▶ Work order: The data should be duplicated exactly, with every word kept as it is.

▶ Records shown:
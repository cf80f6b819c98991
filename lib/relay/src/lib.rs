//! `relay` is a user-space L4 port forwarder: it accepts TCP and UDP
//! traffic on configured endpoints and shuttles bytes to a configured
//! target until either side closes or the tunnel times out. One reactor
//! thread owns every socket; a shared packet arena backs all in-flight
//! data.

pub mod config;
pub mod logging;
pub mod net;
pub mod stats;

▶ Response to the exercise:
repository cf80f6b819c98991
filename lib/relay/src/lib.rs
//! `relay` is a user-space L4 port forwarder: it accepts TCP and UDP
//! traffic on configured endpoints and shuttles bytes to a configured
//! target until either side closes or the tunnel times out. One reactor
//! thread owns every socket; a shared packet arena backs all in-flight
//! data.

pub mod config;
pub mod logging;
pub mod net;
pub mod stats;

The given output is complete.